Ryan’s campaign said 97% of the fourth-quarter contributions were $100 or less, and more than 26,000 individuals were first-time donors to Ryan. 

“We’re proud to be entering 2022 with historic grassroots support from people in all 88 counties,” campaign spokeswoman Izzi Levy said in the release. “Ohioans know how important this year’s election is, which is why they’re coming together to support Tim Ryan in this critical race. From now through November, we’ll keep working to earn every last vote to flip this seat so that Tim can take his fight for working people all the way to the U.S. Senate.”

First elected to the U.S. House of Representatives in 2002, Ryan has the backing of much of the state’s Democratic Party establishment and party activists, including U.S. Sen. Sherrod Brown, in his bid to succeed U.S. Sen. Rob Portman, a Cincinnati area Republican who is not seeking reelection. More than two dozen labor unions and the Ohio AFL-CIO, as well as nearly 250 state and local elected officials, have endorsed him.

Had Portman, who will finish his second term this year, decided to run again he “might have walked to reelection,” YSU’s Sracic said. With an open seat, there is always a chance it will change parties, even though Ohio has become a more Republican state. Republicans hold most statewide elected offices and the state’s electoral votes went to Donald Trump in both his 2016 election as president and in his unsuccessful 2020 bid for reelection.  

Among the candidates seeking the Republican nomination for the seat are former state treasurer Josh Mandel, former Ohio Republican Party chairwoman Jane Timken, “Hillbilly Elegy” author J.D. Vance and businessmen Michael Gibbons and Bernie Moreno. 

In comparison to the more than $20 million Republicans seeking the open Senate seat raised during the third quarter – the GOP campaigns haven’t released fourth-quarter numbers yet – Ryan’s total “doesn’t look very big,” Sracic acknowledged. 

The “huge advantage” Ryan has is while he has a challenger in consumer protection attorney and community organizer Morgan Harper, who has gotten good national press – she has been dubbed the “Midwest AOC” – her campaign hasn’t taken off, he continued.
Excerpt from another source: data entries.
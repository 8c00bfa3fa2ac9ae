//! Project repository contracts and SQLite implementation.
//!
//! # Invariants
//! - `Project::validate()` runs before every insert/update.
//! - Deleting a project cascades to its assignment rows at the SQL level;
//!   the ledger releases them first so in-memory totals never lag storage.

use super::{load_skills, parse_u32, parse_uuid, replace_skills, RepoError, RepoResult};
use crate::db::SharedConnection;
use crate::model::engineer::normalize_skills;
use crate::model::project::{Project, ProjectId, ProjectPriority, ProjectStatus};
use rusqlite::{params, Connection, Row};

const PROJECT_SELECT_SQL: &str = "SELECT
    uuid,
    name,
    description,
    status,
    priority,
    team_size,
    start_date,
    end_date
FROM projects";

pub trait ProjectRepository: Send + Sync {
    fn create_project(&self, project: &Project) -> RepoResult<ProjectId>;
    fn update_project(&self, project: &Project) -> RepoResult<()>;
    fn get_project(&self, id: ProjectId) -> RepoResult<Option<Project>>;
    /// Lists projects ordered by start date, then name.
    fn list_projects(&self) -> RepoResult<Vec<Project>>;
    /// Hard-deletes one project row.
    fn delete_project(&self, id: ProjectId) -> RepoResult<()>;
}

#[derive(Clone)]
pub struct SqliteProjectRepository {
    conn: SharedConnection,
}

impl SqliteProjectRepository {
    pub fn new(conn: SharedConnection) -> Self {
        Self { conn }
    }
}

impl ProjectRepository for SqliteProjectRepository {
    fn create_project(&self, project: &Project) -> RepoResult<ProjectId> {
        project.validate()?;
        let id_text = project.id.to_string();

        let mut conn = self.conn.lock();
        let tx = conn.transaction()?;
        tx.execute(
            "INSERT INTO projects (
                uuid,
                name,
                description,
                status,
                priority,
                team_size,
                start_date,
                end_date
            ) VALUES (?1, ?2, ?3, ?4, ?5, ?6, ?7, ?8);",
            params![
                id_text,
                project.name.trim(),
                project.description.as_deref(),
                project.status.as_str(),
                project.priority.as_str(),
                project.team_size,
                project.start_date,
                project.end_date,
            ],
        )?;
        replace_skills(
            &tx,
            "project_skills",
            "project_uuid",
            &id_text,
            &normalize_skills(&project.required_skills),
        )?;
        tx.commit()?;

        Ok(project.id)
    }

    fn update_project(&self, project: &Project) -> RepoResult<()> {
        project.validate()?;
        let id_text = project.id.to_string();

        let mut conn = self.conn.lock();
        let tx = conn.transaction()?;
        let changed = tx.execute(
            "UPDATE projects
             SET
                name = ?1,
                description = ?2,
                status = ?3,
                priority = ?4,
                team_size = ?5,
                start_date = ?6,
                end_date = ?7,
                updated_at = (strftime('%s', 'now') * 1000)
             WHERE uuid = ?8;",
            params![
                project.name.trim(),
                project.description.as_deref(),
                project.status.as_str(),
                project.priority.as_str(),
                project.team_size,
                project.start_date,
                project.end_date,
                id_text,
            ],
        )?;
        if changed == 0 {
            return Err(RepoError::NotFound {
                entity: "project",
                id: project.id,
            });
        }
        replace_skills(
            &tx,
            "project_skills",
            "project_uuid",
            &id_text,
            &normalize_skills(&project.required_skills),
        )?;
        tx.commit()?;

        Ok(())
    }

    fn get_project(&self, id: ProjectId) -> RepoResult<Option<Project>> {
        let conn = self.conn.lock();
        let mut stmt = conn.prepare(&format!("{PROJECT_SELECT_SQL} WHERE uuid = ?1;"))?;
        let mut rows = stmt.query([id.to_string()])?;
        if let Some(row) = rows.next()? {
            return Ok(Some(parse_project_row(&conn, row)?));
        }
        Ok(None)
    }

    fn list_projects(&self) -> RepoResult<Vec<Project>> {
        let conn = self.conn.lock();
        let mut stmt = conn.prepare(&format!(
            "{PROJECT_SELECT_SQL} ORDER BY start_date ASC, name COLLATE NOCASE ASC, uuid ASC;"
        ))?;
        let mut rows = stmt.query([])?;
        let mut projects = Vec::new();
        while let Some(row) = rows.next()? {
            projects.push(parse_project_row(&conn, row)?);
        }
        Ok(projects)
    }

    fn delete_project(&self, id: ProjectId) -> RepoResult<()> {
        let changed = self
            .conn
            .lock()
            .execute("DELETE FROM projects WHERE uuid = ?1;", [id.to_string()])?;
        if changed == 0 {
            return Err(RepoError::NotFound {
                entity: "project",
                id,
            });
        }
        Ok(())
    }
}

fn parse_project_row(conn: &Connection, row: &Row<'_>) -> RepoResult<Project> {
    let id_text: String = row.get("uuid")?;
    let id = parse_uuid(&id_text, "projects.uuid")?;

    let status_text: String = row.get("status")?;
    let status = ProjectStatus::parse(&status_text).ok_or_else(|| {
        RepoError::InvalidData(format!("invalid status `{status_text}` in projects.status"))
    })?;

    let priority_text: String = row.get("priority")?;
    let priority = ProjectPriority::parse(&priority_text).ok_or_else(|| {
        RepoError::InvalidData(format!(
            "invalid priority `{priority_text}` in projects.priority"
        ))
    })?;

    let project = Project {
        id,
        name: row.get("name")?,
        description: row.get("description")?,
        required_skills: load_skills(conn, "project_skills", "project_uuid", &id_text)?,
        status,
        priority,
        team_size: parse_u32(row.get("team_size")?, "projects.team_size")?,
        start_date: row.get("start_date")?,
        end_date: row.get("end_date")?,
    };
    project.validate()?;
    Ok(project)
}
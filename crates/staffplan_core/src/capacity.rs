//! Capacity and utilization derivations.
//!
//! # Responsibility
//! - Derive available capacity, utilization percent and load bucket from raw
//!   `(total_allocated, max_capacity)` totals.
//!
//! # Invariants
//! - Every function is pure and safe to call concurrently without locking.
//! - Available capacity is clamped at zero.
//! - Utilization always uses `max_capacity` as denominator.
//! - Bucket thresholds are evaluated top-down: `>90`, `>70`, `>50`, else.

use serde::Serialize;
use std::error::Error;
use std::fmt::{Display, Formatter};

/// Utilization at or below this value counts as "available" on summaries.
pub const HIGH_UTILIZATION_THRESHOLD: f64 = 70.0;

#[derive(Debug, Clone, Copy, PartialEq, Eq)]
pub enum CapacityError {
    /// `max_capacity == 0`; prevented at engineer creation.
    DivisionUndefined,
}

impl Display for CapacityError {
    fn fmt(&self, f: &mut Formatter<'_>) -> std::fmt::Result {
        match self {
            Self::DivisionUndefined => {
                write!(f, "utilization is undefined for an engineer with zero max capacity")
            }
        }
    }
}

impl Error for CapacityError {}

/// Load tier used for dashboard badges.
#[derive(Debug, Clone, Copy, PartialEq, Eq, Hash, Serialize)]
#[serde(rename_all = "snake_case")]
pub enum UtilizationBucket {
    Overloaded,
    HighLoad,
    Moderate,
    Available,
}

impl UtilizationBucket {
    pub fn label(self) -> &'static str {
        match self {
            Self::Overloaded => "Overloaded",
            Self::HighLoad => "High Load",
            Self::Moderate => "Moderate",
            Self::Available => "Available",
        }
    }

    /// Fixed badge color, independent of any rendering toolkit.
    pub fn color(self) -> &'static str {
        match self {
            Self::Overloaded => "#f44336",
            Self::HighLoad => "#ff9800",
            Self::Moderate => "#2196f3",
            Self::Available => "#4caf50",
        }
    }
}

/// `max(0, max_capacity - total_allocated)`.
pub fn available_capacity(max_capacity: u32, total_allocated: u32) -> u32 {
    max_capacity.saturating_sub(total_allocated)
}

/// `total_allocated / max_capacity * 100`.
///
/// # Errors
/// - `DivisionUndefined` when `max_capacity == 0`.
pub fn utilization_percent(total_allocated: u32, max_capacity: u32) -> Result<f64, CapacityError> {
    if max_capacity == 0 {
        return Err(CapacityError::DivisionUndefined);
    }
    Ok(f64::from(total_allocated) * 100.0 / f64::from(max_capacity))
}

pub fn utilization_bucket(percent: f64) -> UtilizationBucket {
    if percent > 90.0 {
        UtilizationBucket::Overloaded
    } else if percent > 70.0 {
        UtilizationBucket::HighLoad
    } else if percent > 50.0 {
        UtilizationBucket::Moderate
    } else {
        UtilizationBucket::Available
    }
}

/// All capacity figures for one engineer, derived together so they agree.
#[derive(Debug, Clone, Copy, PartialEq, Serialize)]
#[serde(rename_all = "camelCase")]
pub struct CapacitySnapshot {
    pub max_capacity: u32,
    pub total_allocated: u32,
    pub available_capacity: u32,
    pub utilization_percent: f64,
    pub bucket: UtilizationBucket,
}

impl CapacitySnapshot {
    pub fn derive(max_capacity: u32, total_allocated: u32) -> Result<Self, CapacityError> {
        let utilization = utilization_percent(total_allocated, max_capacity)?;
        Ok(Self {
            max_capacity,
            total_allocated,
            available_capacity: available_capacity(max_capacity, total_allocated),
            utilization_percent: utilization,
            bucket: utilization_bucket(utilization),
        })
    }

    /// Whether this engineer counts as high-utilization on summaries.
    pub fn is_high_utilization(&self) -> bool {
        self.utilization_percent > HIGH_UTILIZATION_THRESHOLD
    }
}

/// What an engineer's load would look like if `requested` were added.
#[derive(Debug, Clone, Copy, PartialEq, Serialize)]
#[serde(rename_all = "camelCase")]
pub struct AllocationPreview {
    pub requested: u32,
    pub current_utilization_percent: f64,
    pub projected_utilization_percent: f64,
    pub projected_bucket: UtilizationBucket,
    /// Largest allocation that would currently be accepted.
    pub max_allowed: u32,
    pub fits: bool,
}

pub fn preview_allocation(
    max_capacity: u32,
    total_allocated: u32,
    requested: u32,
) -> Result<AllocationPreview, CapacityError> {
    let current = utilization_percent(total_allocated, max_capacity)?;
    let projected = utilization_percent(total_allocated.saturating_add(requested), max_capacity)?;
    let max_allowed = available_capacity(max_capacity, total_allocated);
    Ok(AllocationPreview {
        requested,
        current_utilization_percent: current,
        projected_utilization_percent: projected,
        projected_bucket: utilization_bucket(projected),
        max_allowed,
        fits: requested > 0 && requested <= max_allowed,
    })
}
//! SQLite storage bootstrap and schema migration entry points.
//!
//! # Responsibility
//! - Open and configure SQLite connections for the allocation engine.
//! - Apply schema migrations in deterministic order.
//! - Hand out a thread-safe shared connection to repositories.
//!
//! # Invariants
//! - Migration version is tracked via `PRAGMA user_version`.
//! - No repository reads or writes before migrations succeed.
//! - Per-engineer totals are never stored; they are summed from assignment rows.
//! - `foreign_keys` is on for every connection: deleting a project or an
//!   engineer cascades to its assignment rows, and an assignment insert
//!   naming a deleted project fails. Project deletion relies on both.

use parking_lot::Mutex;
use rusqlite::Connection;
use std::error::Error;
use std::fmt::{Display, Formatter};
use std::sync::Arc;

pub mod migrations;
mod open;

pub use open::{open_db, open_db_in_memory};

pub type DbResult<T> = Result<T, DbError>;

/// Connection shared by every repository and the ledger's write-through path.
///
/// Lock order: an engineer's ledger account lock is always taken before this.
pub type SharedConnection = Arc<Mutex<Connection>>;

/// Wraps an opened, migrated connection for shared use.
pub fn share(conn: Connection) -> SharedConnection {
    Arc::new(Mutex::new(conn))
}

#[derive(Debug)]
pub enum DbError {
    Sqlite(rusqlite::Error),
    UnsupportedSchemaVersion {
        db_version: u32,
        latest_supported: u32,
    },
}

impl Display for DbError {
    fn fmt(&self, f: &mut Formatter<'_>) -> std::fmt::Result {
        match self {
            Self::Sqlite(err) => write!(f, "{err}"),
            Self::UnsupportedSchemaVersion {
                db_version,
                latest_supported,
            } => write!(
                f,
                "database schema version {db_version} is newer than supported {latest_supported}"
            ),
        }
    }
}

impl Error for DbError {
    fn source(&self) -> Option<&(dyn Error + 'static)> {
        match self {
            Self::Sqlite(err) => Some(err),
            Self::UnsupportedSchemaVersion { .. } => None,
        }
    }
}

impl From<rusqlite::Error> for DbError {
    fn from(value: rusqlite::Error) -> Self {
        Self::Sqlite(value)
    }
}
As a result, he might not have to spend much of the money he is raising to win the nomination.  

“That will serve him well for the November election because everybody realizes this is going to be a tremendously expensive Senate race in Ohio, probably record-setting, in part because control of the U.S. Senate may rest on what happens in Ohio,” he said. “Nobody thinks either party is going to run away with control of the Senate.”

Despite the state’s GOP tilt, the possibility remains of an “implosion” within the party “with this really hard-fought primary among Republicans that don’t seem to like each other much,” he said. Issues raised during the primary campaign could become fodder for Democrats. 

One of the main issues among candidates is how strongly they support Trump, he said. If, for example, Gibbons and Mandel can convince Republicans that Vance is not really a Trump supporter and tamp down his support among working class voters, that could provide an opportunity Ryan among those voters. 

Even so, there is so much anger among Republicans at President Joe Biden that they will turn out for “whoever has an ‘R’ after their name,” he added. 

Pictured: This stock image of U.S. Rep. Tim Ryan was taken during a rally in 2019 prior to the pandemic.